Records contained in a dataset
------------------------------------------------------------

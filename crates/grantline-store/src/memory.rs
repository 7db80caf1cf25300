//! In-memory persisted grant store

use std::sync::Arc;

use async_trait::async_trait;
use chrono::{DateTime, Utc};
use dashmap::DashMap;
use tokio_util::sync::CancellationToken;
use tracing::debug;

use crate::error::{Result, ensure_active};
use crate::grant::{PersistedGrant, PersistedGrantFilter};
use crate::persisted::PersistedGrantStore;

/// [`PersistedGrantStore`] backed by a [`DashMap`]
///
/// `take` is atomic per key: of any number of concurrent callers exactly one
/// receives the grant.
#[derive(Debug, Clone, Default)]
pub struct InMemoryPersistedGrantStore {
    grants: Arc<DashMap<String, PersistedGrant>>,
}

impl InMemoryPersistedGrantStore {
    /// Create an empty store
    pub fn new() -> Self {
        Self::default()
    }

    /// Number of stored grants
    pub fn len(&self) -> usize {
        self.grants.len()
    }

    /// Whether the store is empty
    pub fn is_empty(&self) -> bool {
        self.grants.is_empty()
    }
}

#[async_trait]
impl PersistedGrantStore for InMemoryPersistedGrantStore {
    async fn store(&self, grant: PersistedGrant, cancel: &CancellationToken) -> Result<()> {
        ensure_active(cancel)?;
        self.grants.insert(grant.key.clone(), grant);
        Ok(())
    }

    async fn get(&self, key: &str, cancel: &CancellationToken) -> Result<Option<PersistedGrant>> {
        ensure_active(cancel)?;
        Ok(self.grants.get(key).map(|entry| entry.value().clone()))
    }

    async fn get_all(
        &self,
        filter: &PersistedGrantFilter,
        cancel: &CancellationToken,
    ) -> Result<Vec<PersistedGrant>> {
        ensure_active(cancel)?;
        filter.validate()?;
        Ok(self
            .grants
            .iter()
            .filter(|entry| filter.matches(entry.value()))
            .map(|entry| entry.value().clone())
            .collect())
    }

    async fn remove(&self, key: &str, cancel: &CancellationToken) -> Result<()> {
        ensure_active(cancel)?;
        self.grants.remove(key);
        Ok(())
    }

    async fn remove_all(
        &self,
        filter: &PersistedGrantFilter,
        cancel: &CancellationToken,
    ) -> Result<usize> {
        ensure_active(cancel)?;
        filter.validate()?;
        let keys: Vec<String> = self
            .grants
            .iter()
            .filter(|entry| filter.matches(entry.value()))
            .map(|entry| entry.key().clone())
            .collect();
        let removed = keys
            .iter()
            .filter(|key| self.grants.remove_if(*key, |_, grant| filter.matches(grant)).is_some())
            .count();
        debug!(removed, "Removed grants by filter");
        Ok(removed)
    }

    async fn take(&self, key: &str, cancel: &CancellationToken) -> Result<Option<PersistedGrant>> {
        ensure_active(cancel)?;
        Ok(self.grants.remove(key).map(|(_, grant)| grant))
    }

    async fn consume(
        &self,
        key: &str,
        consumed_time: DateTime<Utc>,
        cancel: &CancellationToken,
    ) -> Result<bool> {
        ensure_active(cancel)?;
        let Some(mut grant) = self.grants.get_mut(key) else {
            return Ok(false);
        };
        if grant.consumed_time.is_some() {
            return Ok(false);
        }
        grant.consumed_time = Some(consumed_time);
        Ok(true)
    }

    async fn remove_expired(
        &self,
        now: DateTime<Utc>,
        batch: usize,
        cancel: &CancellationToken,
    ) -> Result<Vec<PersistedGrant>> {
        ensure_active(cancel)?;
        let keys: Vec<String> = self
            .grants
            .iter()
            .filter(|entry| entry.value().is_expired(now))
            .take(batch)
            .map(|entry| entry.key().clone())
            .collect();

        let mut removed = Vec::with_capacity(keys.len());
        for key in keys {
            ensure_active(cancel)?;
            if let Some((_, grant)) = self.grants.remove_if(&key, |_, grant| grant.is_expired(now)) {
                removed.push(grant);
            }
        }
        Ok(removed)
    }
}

------------------------------------------------------------

### What you are asked to do
Transcribe exactly, and only, the lines from the one with "if let Some((_, grant))" through the last line of the data.

### The completed task
            if let Some((_, grant)) = self.grants.remove_if(&key, |_, grant| grant.is_expired(now)) {
                removed.push(grant);
            }
        }
        Ok(removed)
    }
}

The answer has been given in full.